What to do: When checking the entries below, count every line with the word "CatalogEntry", then give only that number.

================

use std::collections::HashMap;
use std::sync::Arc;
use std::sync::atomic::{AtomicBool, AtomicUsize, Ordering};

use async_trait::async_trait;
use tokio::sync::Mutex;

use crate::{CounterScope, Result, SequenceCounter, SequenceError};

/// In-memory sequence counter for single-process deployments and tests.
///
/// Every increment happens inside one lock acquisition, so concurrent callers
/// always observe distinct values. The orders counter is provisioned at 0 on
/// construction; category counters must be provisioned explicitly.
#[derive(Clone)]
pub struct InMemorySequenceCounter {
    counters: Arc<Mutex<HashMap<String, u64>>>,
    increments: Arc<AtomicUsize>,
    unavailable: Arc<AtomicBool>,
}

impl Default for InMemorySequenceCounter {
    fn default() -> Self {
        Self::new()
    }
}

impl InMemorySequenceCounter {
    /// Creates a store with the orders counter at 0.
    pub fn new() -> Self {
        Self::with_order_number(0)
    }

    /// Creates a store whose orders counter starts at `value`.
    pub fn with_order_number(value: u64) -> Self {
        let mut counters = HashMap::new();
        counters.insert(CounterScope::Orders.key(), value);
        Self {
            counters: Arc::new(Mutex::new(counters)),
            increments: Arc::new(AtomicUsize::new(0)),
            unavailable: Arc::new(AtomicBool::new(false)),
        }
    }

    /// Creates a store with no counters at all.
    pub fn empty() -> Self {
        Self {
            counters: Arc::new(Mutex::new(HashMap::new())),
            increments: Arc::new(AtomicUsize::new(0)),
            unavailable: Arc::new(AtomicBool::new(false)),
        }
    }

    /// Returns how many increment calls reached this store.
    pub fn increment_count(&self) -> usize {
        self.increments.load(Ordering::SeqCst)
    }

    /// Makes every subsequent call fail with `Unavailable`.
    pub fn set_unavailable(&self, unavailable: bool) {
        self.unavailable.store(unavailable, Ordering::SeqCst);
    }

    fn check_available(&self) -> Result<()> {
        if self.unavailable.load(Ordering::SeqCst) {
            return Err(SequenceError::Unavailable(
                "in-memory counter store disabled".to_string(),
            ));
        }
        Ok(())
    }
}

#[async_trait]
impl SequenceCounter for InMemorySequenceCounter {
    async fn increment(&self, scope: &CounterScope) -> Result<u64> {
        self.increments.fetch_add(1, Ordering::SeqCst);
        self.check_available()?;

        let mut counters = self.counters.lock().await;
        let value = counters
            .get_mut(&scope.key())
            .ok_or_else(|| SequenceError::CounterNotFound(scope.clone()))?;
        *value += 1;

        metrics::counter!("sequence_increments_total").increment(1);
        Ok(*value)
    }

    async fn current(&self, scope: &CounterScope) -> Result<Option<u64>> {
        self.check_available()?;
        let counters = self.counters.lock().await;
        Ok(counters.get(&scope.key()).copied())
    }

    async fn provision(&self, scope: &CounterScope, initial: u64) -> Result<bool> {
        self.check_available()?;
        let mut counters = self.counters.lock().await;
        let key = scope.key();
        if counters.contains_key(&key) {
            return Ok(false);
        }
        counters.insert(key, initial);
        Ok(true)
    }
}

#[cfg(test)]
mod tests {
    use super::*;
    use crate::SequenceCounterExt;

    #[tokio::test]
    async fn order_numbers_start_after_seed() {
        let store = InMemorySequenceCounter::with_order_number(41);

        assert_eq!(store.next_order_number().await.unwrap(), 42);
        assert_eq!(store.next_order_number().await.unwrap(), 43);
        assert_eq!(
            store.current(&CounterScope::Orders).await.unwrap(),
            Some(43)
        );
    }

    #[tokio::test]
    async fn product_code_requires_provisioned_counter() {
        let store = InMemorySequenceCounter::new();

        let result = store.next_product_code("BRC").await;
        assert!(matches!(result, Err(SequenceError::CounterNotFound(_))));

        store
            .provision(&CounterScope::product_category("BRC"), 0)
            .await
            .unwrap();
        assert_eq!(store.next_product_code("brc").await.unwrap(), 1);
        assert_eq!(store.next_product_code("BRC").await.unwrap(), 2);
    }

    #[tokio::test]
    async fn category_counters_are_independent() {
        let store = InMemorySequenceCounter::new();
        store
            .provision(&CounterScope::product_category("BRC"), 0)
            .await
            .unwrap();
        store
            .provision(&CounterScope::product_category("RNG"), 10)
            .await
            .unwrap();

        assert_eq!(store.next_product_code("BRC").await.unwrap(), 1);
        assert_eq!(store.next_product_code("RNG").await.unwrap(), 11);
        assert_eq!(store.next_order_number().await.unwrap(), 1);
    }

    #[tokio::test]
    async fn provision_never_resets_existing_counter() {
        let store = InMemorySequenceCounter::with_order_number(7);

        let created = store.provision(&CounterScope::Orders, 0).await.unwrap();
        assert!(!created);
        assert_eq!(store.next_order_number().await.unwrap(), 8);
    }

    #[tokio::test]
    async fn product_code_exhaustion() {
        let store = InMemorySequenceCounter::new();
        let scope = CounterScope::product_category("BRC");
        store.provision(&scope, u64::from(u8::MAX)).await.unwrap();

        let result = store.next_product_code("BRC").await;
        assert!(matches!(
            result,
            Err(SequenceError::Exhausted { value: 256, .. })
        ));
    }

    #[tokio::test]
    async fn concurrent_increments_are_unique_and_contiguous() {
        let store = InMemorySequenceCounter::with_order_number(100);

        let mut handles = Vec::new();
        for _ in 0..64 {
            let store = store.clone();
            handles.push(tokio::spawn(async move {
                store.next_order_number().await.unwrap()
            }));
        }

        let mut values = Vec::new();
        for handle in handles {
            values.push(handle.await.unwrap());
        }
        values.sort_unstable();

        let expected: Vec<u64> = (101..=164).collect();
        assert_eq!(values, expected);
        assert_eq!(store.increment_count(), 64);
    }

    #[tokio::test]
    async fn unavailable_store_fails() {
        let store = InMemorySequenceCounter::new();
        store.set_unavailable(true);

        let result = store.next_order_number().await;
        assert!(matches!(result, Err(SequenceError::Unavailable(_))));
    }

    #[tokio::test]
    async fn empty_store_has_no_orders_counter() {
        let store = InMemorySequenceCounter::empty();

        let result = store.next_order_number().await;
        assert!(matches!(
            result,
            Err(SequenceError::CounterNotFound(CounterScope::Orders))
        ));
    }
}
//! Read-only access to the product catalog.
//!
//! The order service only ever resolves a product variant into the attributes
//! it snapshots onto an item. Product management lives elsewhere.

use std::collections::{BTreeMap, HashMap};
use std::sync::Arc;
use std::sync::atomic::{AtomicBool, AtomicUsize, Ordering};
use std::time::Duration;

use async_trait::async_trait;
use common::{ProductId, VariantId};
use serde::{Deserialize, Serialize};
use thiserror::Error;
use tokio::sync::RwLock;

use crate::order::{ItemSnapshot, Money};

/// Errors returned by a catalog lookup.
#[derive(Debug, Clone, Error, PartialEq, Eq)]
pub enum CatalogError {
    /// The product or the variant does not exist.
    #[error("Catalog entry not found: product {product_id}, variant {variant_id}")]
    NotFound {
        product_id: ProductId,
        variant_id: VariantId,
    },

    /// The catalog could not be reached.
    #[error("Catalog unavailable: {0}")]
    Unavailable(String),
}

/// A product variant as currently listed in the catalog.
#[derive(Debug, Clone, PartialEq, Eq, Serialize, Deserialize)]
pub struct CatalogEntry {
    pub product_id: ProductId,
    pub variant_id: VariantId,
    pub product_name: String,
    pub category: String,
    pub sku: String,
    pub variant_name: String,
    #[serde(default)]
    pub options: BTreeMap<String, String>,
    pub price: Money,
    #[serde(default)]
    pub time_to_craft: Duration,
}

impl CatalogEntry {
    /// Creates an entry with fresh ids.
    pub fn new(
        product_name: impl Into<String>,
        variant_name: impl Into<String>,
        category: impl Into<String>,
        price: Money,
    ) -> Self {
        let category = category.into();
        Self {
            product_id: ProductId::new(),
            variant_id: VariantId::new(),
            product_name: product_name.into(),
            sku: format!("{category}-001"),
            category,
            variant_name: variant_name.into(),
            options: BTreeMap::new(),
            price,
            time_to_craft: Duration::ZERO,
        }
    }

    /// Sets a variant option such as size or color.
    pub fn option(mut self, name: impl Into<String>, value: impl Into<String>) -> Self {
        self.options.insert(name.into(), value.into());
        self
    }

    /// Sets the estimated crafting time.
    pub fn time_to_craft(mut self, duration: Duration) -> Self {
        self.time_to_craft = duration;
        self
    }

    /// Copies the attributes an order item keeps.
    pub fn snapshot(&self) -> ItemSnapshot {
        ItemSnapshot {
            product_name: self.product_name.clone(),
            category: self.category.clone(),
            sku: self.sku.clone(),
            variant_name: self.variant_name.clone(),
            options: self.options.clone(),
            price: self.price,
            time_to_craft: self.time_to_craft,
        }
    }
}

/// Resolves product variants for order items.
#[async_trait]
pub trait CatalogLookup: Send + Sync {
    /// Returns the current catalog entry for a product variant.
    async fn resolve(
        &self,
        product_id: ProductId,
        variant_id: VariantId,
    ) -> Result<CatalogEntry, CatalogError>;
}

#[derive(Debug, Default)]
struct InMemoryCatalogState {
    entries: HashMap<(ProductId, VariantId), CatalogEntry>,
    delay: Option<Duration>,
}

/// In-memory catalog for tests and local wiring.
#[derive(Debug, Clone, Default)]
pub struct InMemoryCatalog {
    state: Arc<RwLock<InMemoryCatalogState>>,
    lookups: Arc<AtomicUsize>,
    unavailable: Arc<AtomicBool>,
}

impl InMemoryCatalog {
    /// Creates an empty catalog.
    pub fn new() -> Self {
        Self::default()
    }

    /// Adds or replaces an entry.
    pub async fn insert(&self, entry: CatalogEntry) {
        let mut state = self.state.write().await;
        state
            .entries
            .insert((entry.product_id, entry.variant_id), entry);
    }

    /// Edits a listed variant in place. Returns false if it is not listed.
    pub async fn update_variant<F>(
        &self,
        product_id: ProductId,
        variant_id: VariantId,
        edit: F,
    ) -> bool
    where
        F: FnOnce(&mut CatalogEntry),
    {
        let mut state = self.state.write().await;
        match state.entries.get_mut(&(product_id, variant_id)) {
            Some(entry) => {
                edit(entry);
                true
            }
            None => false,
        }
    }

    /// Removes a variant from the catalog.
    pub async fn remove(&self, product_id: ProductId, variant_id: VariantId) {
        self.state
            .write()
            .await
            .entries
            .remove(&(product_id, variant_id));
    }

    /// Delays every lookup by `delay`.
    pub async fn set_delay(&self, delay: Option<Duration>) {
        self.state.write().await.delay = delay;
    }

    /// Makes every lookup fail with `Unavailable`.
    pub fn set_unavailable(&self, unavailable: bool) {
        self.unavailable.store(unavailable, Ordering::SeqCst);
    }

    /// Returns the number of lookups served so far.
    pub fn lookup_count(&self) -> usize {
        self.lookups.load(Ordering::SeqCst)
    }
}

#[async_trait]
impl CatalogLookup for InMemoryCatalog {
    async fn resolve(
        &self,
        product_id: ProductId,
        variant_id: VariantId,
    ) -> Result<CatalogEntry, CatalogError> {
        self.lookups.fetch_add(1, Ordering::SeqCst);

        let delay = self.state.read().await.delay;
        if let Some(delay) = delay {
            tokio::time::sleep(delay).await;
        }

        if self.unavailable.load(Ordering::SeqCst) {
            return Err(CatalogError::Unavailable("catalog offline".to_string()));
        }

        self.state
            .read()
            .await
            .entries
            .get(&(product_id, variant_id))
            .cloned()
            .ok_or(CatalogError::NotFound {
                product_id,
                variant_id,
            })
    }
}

================

Solution to the exercise: 7